┌──

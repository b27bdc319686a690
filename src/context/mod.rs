//! Per-request context passed to route handlers and middleware.

use std::collections::HashMap;

use crate::Request;

/// Path parameters extracted from the matched route pattern.
#[derive(Default, Debug, Clone)]
pub struct PathParams {
    map: HashMap<String, String>,
}

impl PathParams {
    /// Create an empty parameter map.
    pub fn new() -> Self {
        Self::default()
    }

    /// Insert a captured parameter.
    pub fn insert(&mut self, key: String, value: String) {
        self.map.insert(key, value);
    }

    /// Look up a captured parameter by name.
    pub fn get(&self, key: &str) -> Option<&str> {
        self.map.get(key).map(String::as_str)
    }
}

/// Per-request context: the parsed request plus router captures.
pub struct Context {
    request: Request,
    params: PathParams,
}

impl Context {
    /// Create a context with no path parameters.
    pub fn new(request: Request) -> Self {
        Self {
            request,
            params: PathParams::new(),
        }
    }

    /// Create a context carrying the captures of a matched route.
    pub fn with_params(request: Request, params: PathParams) -> Self {
        Self { request, params }
    }

    pub fn request(&self) -> &Request {
        &self.request
    }

    pub fn params(&self) -> &PathParams {
        &self.params
    }

    /// Consumes the context, yielding the request back. Used at the bottom
    /// of a middleware chain to hand the request to a router, which builds
    /// its own context from the matched route.
    pub fn into_request(self) -> Request {
        self.request
    }

    /// Deserialize the request body as JSON.
    pub fn json<T>(&self) -> Result<T, serde_json::Error>
    where
        T: serde::de::DeserializeOwned,
    {
        serde_json::from_slice(self.request.body())
    }
}

#[cfg(test)]
mod tests {
    use super::*;

    fn parse(raw: &[u8]) -> Request {
        Request::parse(raw).unwrap().0
    }

    #[test]
    fn params_round_trip() {
        let mut params = PathParams::new();
        params.insert("id".into(), "7".into());
        let ctx = Context::with_params(
            parse(b"DELETE /api/entries/7 HTTP/1.1\r\nHost: x\r\n\r\n"),
            params,
        );
        assert_eq!(ctx.params().get("id"), Some("7"));
        assert_eq!(ctx.params().get("missing"), None);
    }

    #[test]
    fn json_body() {
        let raw =
            b"POST /api/entries HTTP/1.1\r\nHost: x\r\nContent-Length: 27\r\n\r\n{\"title\":\"rent\",\"amount\":5}";
        let ctx = Context::new(parse(raw));
        let value: serde_json::Value = ctx.json().unwrap();
        assert_eq!(value["title"], "rent");
    }
}
//! Cross-Origin Resource Sharing.
//!
//! The ledger page is served from one origin and talks to the entry-store
//! API on another, so every API response needs `Access-Control-*` headers
//! and `OPTIONS` preflights must be answered without reaching a handler.

use std::future::Future;
use std::pin::Pin;

use crate::{
    Method, Response, StatusCode,
    context::Context,
    middleware::{Middleware, Next},
};

/// CORS middleware — validates the `Origin` header, answers preflight
/// requests, and injects `Access-Control-*` headers on actual responses.
///
/// # Behavior
///
/// - No `Origin` header, or an origin not in the allow-list: the request
///   passes through unmodified.
/// - `OPTIONS` preflights short-circuit with `204 No Content` and the
///   `Access-Control-*` headers; the downstream handler is not called.
/// - All other requests run normally and the CORS headers are appended to
///   the response. When a specific (non-wildcard) origin is echoed back, a
///   `Vary: Origin` header is added so caches key on the origin.
///
/// # Examples
///
/// ```
/// use ledgerd::middleware::Cors;
///
/// // The defaults mirror a bare `cors()`: every origin, the entry-store verbs.
/// let permissive = Cors::new();
/// let locked = Cors::new().allow_origin("https://ledger.example.com");
/// ```
pub struct Cors {
    allowed_origins: Vec<String>,
    allowed_methods: Vec<String>,
    allowed_headers: Vec<String>,
}

impl Default for Cors {
    fn default() -> Self {
        Self::new()
    }
}

impl Cors {
    /// Creates a permissive policy: all origins, the methods the entry store
    /// serves, and the `Content-Type` header the client sends with JSON.
    pub fn new() -> Self {
        Self {
            allowed_origins: vec!["*".to_string()],
            allowed_methods: vec![
                "GET".to_string(),
                "POST".to_string(),
                "DELETE".to_string(),
            ],
            allowed_headers: vec!["Content-Type".to_string()],
        }
    }

    /// Adds an allowed origin. The first non-wildcard origin added replaces
    /// the default `*`.
    #[must_use]
    pub fn allow_origin(mut self, origin: impl Into<String>) -> Self {
        self.allowed_origins.retain(|o| o != "*");
        self.allowed_origins.push(origin.into());
        self
    }

    /// Adds an allowed HTTP method, sent verbatim in
    /// `Access-Control-Allow-Methods`.
    #[must_use]
    pub fn allow_method(mut self, method: impl Into<String>) -> Self {
        self.allowed_methods.push(method.into());
        self
    }

    /// Adds an allowed request header, sent verbatim in
    /// `Access-Control-Allow-Headers`.
    #[must_use]
    pub fn allow_header(mut self, header: impl Into<String>) -> Self {
        self.allowed_headers.push(header.into());
        self
    }
}

impl Middleware for Cors {
    fn handle(&self, ctx: Context, next: Next) -> Pin<Box<dyn Future<Output = Response> + Send>> {
        let allowed_origins = self.allowed_origins.clone();
        let methods_str = self.allowed_methods.join(", ");
        let headers_str = self.allowed_headers.join(", ");

        Box::pin(async move {
            let request_origin = ctx.request().headers().get("origin").map(str::to_owned);
            let is_preflight = ctx.request().method() == &Method::Options;

            let Some(origin) = request_origin else {
                return next.run(ctx).await;
            };

            let allow_origin = if allowed_origins.iter().any(|o| o == "*") {
                "*".to_owned()
            } else if allowed_origins.contains(&origin) {
                origin
            } else {
                return next.run(ctx).await;
            };

            let is_wildcard = allow_origin == "*";

            if is_preflight {
                let mut resp = Response::new(StatusCode::NoContent)
                    .header("Access-Control-Allow-Origin", &allow_origin)
                    .header("Access-Control-Allow-Methods", &methods_str)
                    .header("Access-Control-Allow-Headers", &headers_str)
                    .header("Access-Control-Max-Age", "3600");
                if !is_wildcard {
                    resp.add_header("Vary", "Origin");
                }
                return resp;
            }

            let mut resp = next.run(ctx).await;
            resp.add_header("Access-Control-Allow-Origin", &allow_origin);
            resp.add_header("Access-Control-Allow-Methods", &methods_str);
            resp.add_header("Access-Control-Allow-Headers", &headers_str);
            if !is_wildcard {
                resp.add_header("Vary", "Origin");
            }
            resp
        })
    }
}

#[cfg(test)]
mod tests {
    use std::sync::Arc;

    use super::*;
    use crate::Request;
    use crate::middleware::{from_middleware, terminal};

    fn make_ctx(raw: &str) -> Context {
        Context::new(Request::parse(raw.as_bytes()).unwrap().0)
    }

    fn chain(cors: Cors) -> Vec<crate::middleware::MiddlewareHandler> {
        vec![
            from_middleware(Arc::new(cors)),
            terminal(|_ctx| async { Response::new(StatusCode::Ok).body("api") }),
        ]
    }

    #[tokio::test]
    async fn no_origin_passes_through_untouched() {
        let res = Next::new(chain(Cors::new()))
            .run(make_ctx("GET /api/entries HTTP/1.1\r\nHost: x\r\n\r\n"))
            .await;
        assert_eq!(res.headers().get("access-control-allow-origin"), None);
    }

    #[tokio::test]
    async fn wildcard_origin_is_echoed_as_star() {
        let res = Next::new(chain(Cors::new()))
            .run(make_ctx(
                "GET /api/entries HTTP/1.1\r\nHost: x\r\nOrigin: http://page.local\r\n\r\n",
            ))
            .await;
        assert_eq!(res.headers().get("access-control-allow-origin"), Some("*"));
        assert_eq!(res.headers().get("vary"), None);
        assert_eq!(res.body_ref(), b"api");
    }

    #[tokio::test]
    async fn preflight_short_circuits() {
        let res = Next::new(chain(Cors::new()))
            .run(make_ctx(
                "OPTIONS /api/entries HTTP/1.1\r\nHost: x\r\nOrigin: http://page.local\r\n\r\n",
            ))
            .await;
        assert_eq!(res.status(), StatusCode::NoContent);
        assert!(res.body_ref().is_empty());
        assert!(
            res.headers()
                .get("access-control-allow-methods")
                .unwrap()
                .contains("DELETE")
        );
    }

    #[tokio::test]
    async fn specific_origin_gets_vary_header() {
        let cors = Cors::new().allow_origin("http://page.local");
        let res = Next::new(chain(cors))
            .run(make_ctx(
                "GET /api/entries HTTP/1.1\r\nHost: x\r\nOrigin: http://page.local\r\n\r\n",
            ))
            .await;
        assert_eq!(
            res.headers().get("access-control-allow-origin"),
            Some("http://page.local")
        );
        assert_eq!(res.headers().get("vary"), Some("Origin"));
    }

    #[tokio::test]
    async fn rejected_origin_passes_through_without_headers() {
        let cors = Cors::new().allow_origin("http://page.local");
        let res = Next::new(chain(cors))
            .run(make_ctx(
                "GET /api/entries HTTP/1.1\r\nHost: x\r\nOrigin: http://evil.local\r\n\r\n",
            ))
            .await;
        assert_eq!(res.headers().get("access-control-allow-origin"), None);
        assert_eq!(res.body_ref(), b"api");
    }
}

└──

| THE PROBLEM |
The records above should be printed exactly, please, from the first line through the line containing "matched route pattern.", with both ends kept and nothing past it.

| ANSWER TO THE PROBLEM |
repository b27bdc319686a690
filename src/context/mod.rs
//! Per-request context passed to route handlers and middleware.

use std::collections::HashMap;

use crate::Request;

/// Path parameters extracted from the matched route pattern.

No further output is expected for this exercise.